TASK DIRECTIONS – Type out all the records again exactly.

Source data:
════════

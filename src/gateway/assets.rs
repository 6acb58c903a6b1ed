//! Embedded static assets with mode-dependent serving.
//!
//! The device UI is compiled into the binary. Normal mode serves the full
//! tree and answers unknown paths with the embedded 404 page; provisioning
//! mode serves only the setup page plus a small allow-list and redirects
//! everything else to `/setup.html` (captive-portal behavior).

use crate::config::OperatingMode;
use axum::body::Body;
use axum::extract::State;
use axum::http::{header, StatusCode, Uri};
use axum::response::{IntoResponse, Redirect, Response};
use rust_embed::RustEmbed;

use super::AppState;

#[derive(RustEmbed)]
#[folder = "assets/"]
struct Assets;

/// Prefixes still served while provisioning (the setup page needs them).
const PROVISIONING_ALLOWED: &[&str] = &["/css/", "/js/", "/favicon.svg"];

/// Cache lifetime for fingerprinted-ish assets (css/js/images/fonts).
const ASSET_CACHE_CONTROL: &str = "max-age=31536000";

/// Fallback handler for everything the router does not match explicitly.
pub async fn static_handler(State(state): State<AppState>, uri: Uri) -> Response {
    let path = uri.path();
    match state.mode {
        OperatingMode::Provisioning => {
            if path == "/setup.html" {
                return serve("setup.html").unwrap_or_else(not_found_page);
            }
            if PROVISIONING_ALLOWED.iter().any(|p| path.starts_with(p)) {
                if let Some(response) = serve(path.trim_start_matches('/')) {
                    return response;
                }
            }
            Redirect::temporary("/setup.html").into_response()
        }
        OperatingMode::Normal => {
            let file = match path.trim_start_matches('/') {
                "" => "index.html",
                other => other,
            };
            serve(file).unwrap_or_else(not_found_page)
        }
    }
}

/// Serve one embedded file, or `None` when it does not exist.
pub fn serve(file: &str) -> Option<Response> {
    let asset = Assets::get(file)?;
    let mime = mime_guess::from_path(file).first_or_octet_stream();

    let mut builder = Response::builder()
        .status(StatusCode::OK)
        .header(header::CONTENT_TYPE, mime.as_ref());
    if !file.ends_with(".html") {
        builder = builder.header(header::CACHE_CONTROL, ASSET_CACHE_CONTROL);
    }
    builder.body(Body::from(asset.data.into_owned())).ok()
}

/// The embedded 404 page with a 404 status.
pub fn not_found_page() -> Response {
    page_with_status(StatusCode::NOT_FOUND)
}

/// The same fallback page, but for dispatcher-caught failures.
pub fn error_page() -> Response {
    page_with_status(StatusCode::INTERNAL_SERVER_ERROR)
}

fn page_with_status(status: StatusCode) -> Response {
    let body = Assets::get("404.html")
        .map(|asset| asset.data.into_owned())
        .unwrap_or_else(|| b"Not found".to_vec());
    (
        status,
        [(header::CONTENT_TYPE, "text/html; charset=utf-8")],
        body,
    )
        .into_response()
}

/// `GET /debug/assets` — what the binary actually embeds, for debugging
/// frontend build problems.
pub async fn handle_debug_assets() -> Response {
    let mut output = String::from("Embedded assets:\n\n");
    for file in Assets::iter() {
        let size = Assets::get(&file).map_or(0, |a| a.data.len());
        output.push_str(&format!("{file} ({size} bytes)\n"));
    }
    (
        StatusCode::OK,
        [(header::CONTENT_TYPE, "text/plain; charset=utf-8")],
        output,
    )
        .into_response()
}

════════

RESULT FOR THIS TASK –
filename src/gateway/assets.rs
repository 6acb58c903a6b1ed
//! Embedded static assets with mode-dependent serving.
//!
//! The device UI is compiled into the binary. Normal mode serves the full
//! tree and answers unknown paths with the embedded 404 page; provisioning
//! mode serves only the setup page plus a small allow-list and redirects
//! everything else to `/setup.html` (captive-portal behavior).

use crate::config::OperatingMode;
use axum::body::Body;
use axum::extract::State;
use axum::http::{header, StatusCode, Uri};
use axum::response::{IntoResponse, Redirect, Response};
use rust_embed::RustEmbed;

use super::AppState;

#[derive(RustEmbed)]
#[folder = "assets/"]
struct Assets;

/// Prefixes still served while provisioning (the setup page needs them).
const PROVISIONING_ALLOWED: &[&str] = &["/css/", "/js/", "/favicon.svg"];

/// Cache lifetime for fingerprinted-ish assets (css/js/images/fonts).
const ASSET_CACHE_CONTROL: &str = "max-age=31536000";

/// Fallback handler for everything the router does not match explicitly.
pub async fn static_handler(State(state): State<AppState>, uri: Uri) -> Response {
    let path = uri.path();
    match state.mode {
        OperatingMode::Provisioning => {
            if path == "/setup.html" {
                return serve("setup.html").unwrap_or_else(not_found_page);
            }
            if PROVISIONING_ALLOWED.iter().any(|p| path.starts_with(p)) {
                if let Some(response) = serve(path.trim_start_matches('/')) {
                    return response;
                }
            }
            Redirect::temporary("/setup.html").into_response()
        }
        OperatingMode::Normal => {
            let file = match path.trim_start_matches('/') {
                "" => "index.html",
                other => other,
            };
            serve(file).unwrap_or_else(not_found_page)
        }
    }
}

/// Serve one embedded file, or `None` when it does not exist.
pub fn serve(file: &str) -> Option<Response> {
    let asset = Assets::get(file)?;
    let mime = mime_guess::from_path(file).first_or_octet_stream();

    let mut builder = Response::builder()
        .status(StatusCode::OK)
        .header(header::CONTENT_TYPE, mime.as_ref());
    if !file.ends_with(".html") {
        builder = builder.header(header::CACHE_CONTROL, ASSET_CACHE_CONTROL);
    }
    builder.body(Body::from(asset.data.into_owned())).ok()
}

/// The embedded 404 page with a 404 status.
pub fn not_found_page() -> Response {
    page_with_status(StatusCode::NOT_FOUND)
}

/// The same fallback page, but for dispatcher-caught failures.
pub fn error_page() -> Response {
    page_with_status(StatusCode::INTERNAL_SERVER_ERROR)
}

fn page_with_status(status: StatusCode) -> Response {
    let body = Assets::get("404.html")
        .map(|asset| asset.data.into_owned())
        .unwrap_or_else(|| b"Not found".to_vec());
    (
        status,
        [(header::CONTENT_TYPE, "text/html; charset=utf-8")],
        body,
    )
        .into_response()
}

/// `GET /debug/assets` — what the binary actually embeds, for debugging
/// frontend build problems.
pub async fn handle_debug_assets() -> Response {
    let mut output = String::from("Embedded assets:\n\n");
    for file in Assets::iter() {
        let size = Assets::get(&file).map_or(0, |a| a.data.len());
        output.push_str(&format!("{file} ({size} bytes)\n"));
    }
    (
        StatusCode::OK,
        [(header::CONTENT_TYPE, "text/plain; charset=utf-8")],
        output,
    )
        .into_response()
}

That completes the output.